DMP (Data Management Platform) solutions today contemplate an integration with machine learning and artificial intelligence (AI) algorithms that can make them truly "smart". Since, in fact, the data management platforms are usually characterized as a technological framework at the service of Big Data & Analytics, they must necessarily provide tools that extract value from the amount of data they collect from various sources, internal and external to the company. The role of machine learning and AI, therefore, is positioned as an accelerator of knowledge and profiling within the platforms. So much so that, according to a survey conducted by London Research in collaboration with Acrobat and included in the "Evolution of DMP" research, the best performing companies have already adopted artificial intelligence in 28% of cases compared to 12% of competing companies. In any case, the same study revealed that almost a third (31%) of all the organizations surveyed are planning to start using AI in the next 12 months.

 

DMP and cloud computing, a necessary combination

To understand how machine learning and AI collaborate with DMP structures, it is useful to recall the purpose of the latter, namely, to create audiences to which targeted marketing campaigns can be addressed.
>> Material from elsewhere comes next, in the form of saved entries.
//! The device aggregate and its MMIO dispatch.

use avalanche_devices::clock::ClockCtrl;
use avalanche_devices::cpmac::{Cpmac, CPMAC_IRQS};
use avalanche_devices::intc::{Intc, IntcLine};
use avalanche_devices::irq::IrqLine;
use avalanche_devices::mdio::Mdio;
use avalanche_devices::net::NetworkBackend;
use avalanche_devices::regs::RegWindow;
use avalanche_devices::reset_ctrl::{ResetCtrl, SystemResetSink};
use avalanche_devices::Dma;
use avalanche_devices::vlynq::Vlynq;
use avalanche_devices::wdog::Watchdog;

use crate::io::PortIo;
use crate::map::{self, Block};

/// Construction-time configuration.
#[derive(Debug, Clone, Copy, Default)]
pub struct SocConfig {
    /// Endianness the CPU core was built for. The peripheral fabric only
    /// exists in little-endian form; construction asserts this.
    pub big_endian: bool,
}

/// The AR7 on-chip peripheral complex.
///
/// Owns every register block and backing store; the host emulator reaches
/// in through [`read32`](Self::read32)/[`write32`](Self::write32) (plus the
/// narrower widths), the NIC receive path, and [`device_irq`](Self::device_irq)
/// for interrupt inputs raised by host-side device models (the UARTs).
///
/// Everything runs on the host's main thread; handlers never block and all
/// DMA completes synchronously within the call.
pub struct AvalancheSoc {
    pub(crate) cpmac: [Cpmac; 2],
    pub(crate) intc: Intc,
    pub(crate) mdio: Mdio,
    pub(crate) vlynq: [Vlynq; 2],
    pub(crate) watchdog: Watchdog,
    pub(crate) clock: ClockCtrl,
    pub(crate) reset_ctrl: ResetCtrl,

    pub(crate) emif: RegWindow,
    pub(crate) gpio: RegWindow,
    pub(crate) timer0: RegWindow,
    pub(crate) timer1: RegWindow,
    // The UART windows forward to the host model; these shadows only hold
    // the published line-status default for checkpoint parity.
    pub(crate) uart_shadow: [RegWindow; 2],
    pub(crate) usb_slave: RegWindow,
    pub(crate) dcl: RegWindow,
    pub(crate) ohio_wdt: RegWindow,

    pub(crate) adsl: RegWindow,
    pub(crate) bbif: RegWindow,
    pub(crate) atmsar: RegWindow,
    pub(crate) usb_mem: RegWindow,
    pub(crate) vlynq0_mem: RegWindow,

    cpu_irq: Box<dyn IrqLine>,
    reset_sink: Box<dyn SystemResetSink>,
    ports: Box<dyn PortIo>,
    nets: [Option<Box<dyn NetworkBackend>>; 2],
}

/// GPIO word 0 reads back this value while the reset button is idle; the
/// guest polls it constantly, so those reads are not traced.
const GPIO_IDLE: u32 = 0x0000_0800;

const DCL_BOOT_CONFIG: u32 = 0x025d_4291;

fn uart_port(addr: u32) -> u32 {
    (addr - map::UART0_BASE) / 4
}

impl AvalancheSoc {
    pub fn new(
        config: SocConfig,
        cpu_irq: Box<dyn IrqLine>,
        reset_sink: Box<dyn SystemResetSink>,
        ports: Box<dyn PortIo>,
    ) -> Self {
        assert!(
            !config.big_endian,
            "the peripheral fabric is little-endian only"
        );
        let mut soc = Self {
            cpmac: [Cpmac::new(0), Cpmac::new(1)],
            intc: Intc::new(),
            mdio: Mdio::new(),
            vlynq: [Vlynq::new(0), Vlynq::new(1)],
            watchdog: Watchdog::new(),
            clock: ClockCtrl::new(),
            reset_ctrl: ResetCtrl::new(),
            emif: RegWindow::new(map::EMIF_SIZE as usize),
            gpio: RegWindow::new(map::GPIO_SIZE as usize),
            timer0: RegWindow::new(map::TIMER_SIZE as usize),
            timer1: RegWindow::new(map::TIMER_SIZE as usize),
            uart_shadow: [
                RegWindow::new(map::UART_SIZE as usize),
                RegWindow::new(map::UART_SIZE as usize),
            ],
            usb_slave: RegWindow::new(map::USB_SLAVE_SIZE as usize),
            dcl: RegWindow::new(map::DCL_SIZE as usize),
            ohio_wdt: RegWindow::new(map::OHIO_WDT_SIZE as usize),
            adsl: RegWindow::new(map::ADSL_SIZE as usize),
            bbif: RegWindow::new(map::BBIF_SIZE as usize),
            atmsar: RegWindow::new(map::ATMSAR_SIZE as usize),
            usb_mem: RegWindow::new(map::USB_MEM_SIZE as usize),
            vlynq0_mem: RegWindow::new(map::VLYNQ0_MEM_SIZE as usize),
            cpu_irq,
            reset_sink,
            ports,
            nets: [None, None],
        };
        soc.program_defaults();
        soc
    }

    fn program_defaults(&mut self) {
        self.gpio.write(0, GPIO_IDLE);
        // Line-status shadow: transmitter empty.
        self.uart_shadow[0].write(5 * 4, 0x20);
        self.dcl.write(0, DCL_BOOT_CONFIG);
    }

    /// Attaches a network backend to CPMAC `index`. Without one the MAC
    /// still consumes TX descriptors but frames go nowhere.
    pub fn bind_nic(&mut self, index: usize, backend: Box<dyn NetworkBackend>) {
        self.nets[index] = Some(backend);
    }

    /// Station address the guest programmed into CPMAC `index`.
    pub fn nic_mac(&self, index: usize) -> [u8; 6] {
        self.cpmac[index].mac_addr()
    }

    fn storage(&self, block: Block) -> (&RegWindow, &'static str) {
        match block {
            Block::Adsl => (&self.adsl, "adsl"),
            Block::Bbif => (&self.bbif, "bbif"),
            Block::AtmSar => (&self.atmsar, "atm sar"),
            Block::UsbMem => (&self.usb_mem, "usb memory"),
            Block::Vlynq0Mem => (&self.vlynq0_mem, "vlynq0 memory"),
            Block::Emif => (&self.emif, "emif"),
            Block::Gpio => (&self.gpio, "gpio"),
            Block::Timer0 => (&self.timer0, "timer0"),
            Block::Timer1 => (&self.timer1, "timer1"),
            Block::UsbSlave => (&self.usb_slave, "usb slave"),
            Block::Dcl => (&self.dcl, "device config latch"),
            Block::OhioWdt => (&self.ohio_wdt, "ohio wdt"),
            _ => unreachable!("block {block:?} is not plain storage"),
        }
    }

    fn storage_mut(&mut self, block: Block) -> (&mut RegWindow, &'static str) {
        match block {
            Block::Adsl => (&mut self.adsl, "adsl"),
            Block::Bbif => (&mut self.bbif, "bbif"),
            Block::AtmSar => (&mut self.atmsar, "atm sar"),
            Block::UsbMem => (&mut self.usb_mem, "usb memory"),
            Block::Vlynq0Mem => (&mut self.vlynq0_mem, "vlynq0 memory"),
            Block::Emif => (&mut self.emif, "emif"),
            Block::Gpio => (&mut self.gpio, "gpio"),
            Block::Timer0 => (&mut self.timer0, "timer0"),
            Block::Timer1 => (&mut self.timer1, "timer1"),
            Block::UsbSlave => (&mut self.usb_slave, "usb slave"),
            Block::Dcl => (&mut self.dcl, "device config latch"),
            Block::OhioWdt => (&mut self.ohio_wdt, "ohio wdt"),
            _ => unreachable!("block {block:?} is not plain storage"),
        }
    }

    /// Word-wide MMIO read. The dispatch boundary only accepts 4-byte
    /// aligned addresses; narrower accesses are re-aligned by their
    /// wrappers.
    pub fn read32(&mut self, _dma: &mut dyn Dma, addr: u32) -> u32 {
        assert!(addr % 4 == 0, "unaligned mmio read at {addr:#010x}");
        let Some((block, offset)) = map::decode(addr) else {
            tracing::warn!(target: "avalanche::io", addr = format_args!("{addr:#010x}"), "read of unmapped address");
            return u32::MAX;
        };
        match block {
            Block::Cpmac(i) => self.cpmac[i].mmio_read(offset),
            Block::Clock => self.clock.mmio_read(offset),
            Block::Watchdog => self.watchdog.mmio_read(offset),
            Block::Reset => self.reset_ctrl.mmio_read(offset),
            Block::Vlynq(i) => self.vlynq[i].mmio_read(offset),
            Block::Mdio => self.mdio.mmio_read(offset),
            Block::Intc => self.intc.mmio_read(offset),
            Block::Uart(i) => {
                let val = self.ports.in8(uart_port(addr)) as u32;
                tracing::trace!(target: "avalanche::uart", uart = i, port = uart_port(addr), val = format_args!("{val:#04x}"), "read");
                val
            }
            Block::Vlynq0Mem if addr == map::VLYNQ0_MEM_DEVICE_ID_ADDR => {
                tracing::trace!(target: "avalanche::vlynq", "read of the remote device id");
                map::VLYNQ0_MEM_DEVICE_ID
            }
            Block::Gpio => {
                let val = self.gpio.read(offset);
                if offset != 0 || val != GPIO_IDLE {
                    tracing::trace!(target: "avalanche::io", block = "gpio", addr = format_args!("{addr:#010x}"), val = format_args!("{val:#010x}"), "read");
                }
                val
            }
            _ => {
                let (window, name) = self.storage(block);
                let val = window.read(offset);
                tracing::trace!(target: "avalanche::io", block = name, addr = format_args!("{addr:#010x}"), val = format_args!("{val:#010x}"), "read");
                val
            }
        }
    }

    /// Word-wide MMIO write.
    pub fn write32(&mut self, dma: &mut dyn Dma, addr: u32, val: u32) {
        assert!(addr % 4 == 0, "unaligned mmio write at {addr:#010x}");
        let Some((block, offset)) = map::decode(addr) else {
            tracing::warn!(target: "avalanche::io", addr = format_args!("{addr:#010x}"), val = format_args!("{val:#010x}"), "write to unmapped address");
            return;
        };
        match block {
            Block::Cpmac(i) => {
                let net = self.nets[i].as_deref_mut();
                let mut line = IntcLine {
                    intc: &mut self.intc,
                    cpu: &mut *self.cpu_irq,
                    irq: CPMAC_IRQS[i],
                };
                self.cpmac[i].mmio_write(offset, val, dma, net, &mut line);
            }
            Block::Clock => self.clock.mmio_write(offset, val),
            Block::Watchdog => self.watchdog.mmio_write(offset, val),
            Block::Reset => self.reset_ctrl.mmio_write(offset, val, &mut *self.reset_sink),
            Block::Vlynq(i) => self.vlynq[i].mmio_write(offset, val),
            Block::Mdio => self.mdio.mmio_write(offset, val),
            Block::Intc => self.intc.mmio_write(offset, val),
            Block::Uart(i) => {
                tracing::trace!(target: "avalanche::uart", uart = i, port = uart_port(addr), val = format_args!("{val:#04x}"), "write");
                self.ports.out8(uart_port(addr), val as u8);
            }
            _ => {
                let (window, name) = self.storage_mut(block);
                window.write(offset, val);
                tracing::trace!(target: "avalanche::io", block = name, addr = format_args!("{addr:#010x}"), val = format_args!("{val:#010x}"), "write");
            }
        }
    }

    /// Half-word read: the containing word is read and the half selected by
    /// the low address bits (offset 0 reports the high half).
    pub fn read16(&mut self, dma: &mut dyn Dma, addr: u32) -> u16 {
        let word = self.read32(dma, addr & !3);
        let val = match addr & 3 {
            0 => word >> 16,
            2 => word & 0xffff,
            _ => panic!("misaligned 16-bit mmio read at {addr:#010x}"),
        };
        tracing::trace!(target: "avalanche::io", addr = format_args!("{addr:#010x}"), val = format_args!("{val:#06x}"), "16-bit read");
        val as u16
    }

    /// Half-word writes are not a supported width on this fabric; they are
    /// logged and forwarded best-effort to the word handler for the
    /// containing word.
    pub fn write16(&mut self, dma: &mut dyn Dma, addr: u32, val: u16) {
        tracing::warn!(target: "avalanche::io", addr = format_args!("{addr:#010x}"), val = format_args!("{val:#06x}"), "unexpected 16-bit write");
        self.write32(dma, addr & !3, val as u32);
    }

    /// Byte read: returns the low byte of the containing word. Expected
    /// only in the UART windows.
    pub fn read8(&mut self, dma: &mut dyn Dma, addr: u32) -> u8 {
        let val = (self.read32(dma, addr & !3) & 0xff) as u8;
        if addr % 4 != 0 || !map::is_uart(addr) {
            tracing::warn!(target: "avalanche::io", addr = format_args!("{addr:#010x}"), val = format_args!("{val:#04x}"), "unexpected byte-wide read");
        }
        val
    }

    /// Byte write: re-aligned and forwarded to the word handler for the
    /// containing word with the byte preserved. Expected only in the UART
    /// windows; everywhere else it completes best-effort and is flagged.
    pub fn write8(&mut self, dma: &mut dyn Dma, addr: u32, val: u8) {
        if addr % 4 != 0 || !map::is_uart(addr) {
            tracing::warn!(target: "avalanche::io", addr = format_args!("{addr:#010x}"), val = format_args!("{val:#04x}"), "unexpected byte-wide write");
        }
        self.write32(dma, addr & !3, val as u32);
    }

    /// Whether CPMAC `index` has an RX buffer posted.
    pub fn nic_can_receive(&self, index: usize) -> bool {
        self.cpmac[index].can_receive()
    }

    /// Delivers a frame from the network backend to CPMAC `index`.
    pub fn nic_receive(&mut self, dma: &mut dyn Dma, index: usize, frame: &[u8]) {
        let mut line = IntcLine {
            intc: &mut self.intc,
            cpu: &mut *self.cpu_irq,
            irq: CPMAC_IRQS[index],
        };
        self.cpmac[index].receive(frame, dma, &mut line);
    }

    /// Interrupt input for host-side device models (the 16450 UARTs raise
    /// irqs 15 and 16 here).
    pub fn device_irq(&mut self, irq: u32, level: bool) {
        self.intc.set_irq(irq, level, &mut *self.cpu_irq);
    }

    /// Returns every register block to its power-on contents.
    pub fn reset_to_defaults(&mut self) {
        self.cpmac[0].reset();
        self.cpmac[1].reset();
        self.intc.reset();
        self.mdio.reset();
        self.vlynq[0].reset();
        self.vlynq[1].reset();
        self.watchdog.reset();
        self.clock.reset();
        self.reset_ctrl.reset();
        for window in [
            &mut self.emif,
            &mut self.gpio,
            &mut self.timer0,
            &mut self.timer1,
            &mut self.usb_slave,
            &mut self.dcl,
            &mut self.ohio_wdt,
            &mut self.adsl,
            &mut self.bbif,
            &mut self.atmsar,
            &mut self.usb_mem,
            &mut self.vlynq0_mem,
        ] {
            window.fill_zero();
        }
        self.uart_shadow[0].fill_zero();
        self.uart_shadow[1].fill_zero();
        self.program_defaults();
    }
}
Not only. DMPs also allow you to measure which campaigns have been most successful and which have been the most profitable channels in this regard. The problem of traditional DMPs, however, is the same as that of classic data warehouses: they operate on structured data but are unsuitable for handling huge quantities of unstructured data. To do this you need intermediate storage systems such as data lake in which to store logs from disparate sources, "clean them" and make them available for the analyzes that the company needs. In other words, in today's world dominated by big data, these operations require the use of cloud computing for its intrinsic scalability and its ability to process petabytes of data. Which would be impossible for human beings to do it.

 

What machine learning and AI do in DMPs

This is where artificial intelligence and its multidimensional understanding of language, objects, images and sounds come into play. An understanding that, then, in machine learning translates into the aptitude to learn constantly and independently by drawing on this vast amount of data. In this way, cloud based DMP solutions not only store customer information, but can also compare it, identify patterns, draw conclusions on each user starting from the data concerning him. The use of Cloud data management platforms, therefore, lends itself to intercepting the dynamic variety of both e-shoppers and consumers, whose movements can be traced in the physical world thanks to IoT devices. Of all this wide audience, it is possible to record tastes, trends, propensities to purchase by conveying the set of behavioral information collected in homogeneous clusters. A very valuable knowledge in the decision-making process of marketers, because it is based not on impressions or generic market trends, but on the objective detection of certain consumer behaviors.

 

A revolution that transforms descriptive analysis into predictive

To simplify this decision-making process, the synthesis of machine learning and AI in modern DMPs offers analytical dashboards as an output in a visual format of immediate understanding. That segment of the public to be offered with effective engagement actions is the result of more reliable marketing models and, above all, generated in real time by the continuous flow of data that feeds the platform. In essence, it is not the result of a static analysis or which is likely to be already dated within a few weeks. After all, the great revolution in the combination of artificial intelligence and Data management platform lies in the transformation of this analysis from a descriptive typology into a predictive one, that is, capable of anticipating what the customer's next move will be. Without machine learning and its ability to learn by gathering and crossing a huge amount of data, looking for links and connections, this would not be possible.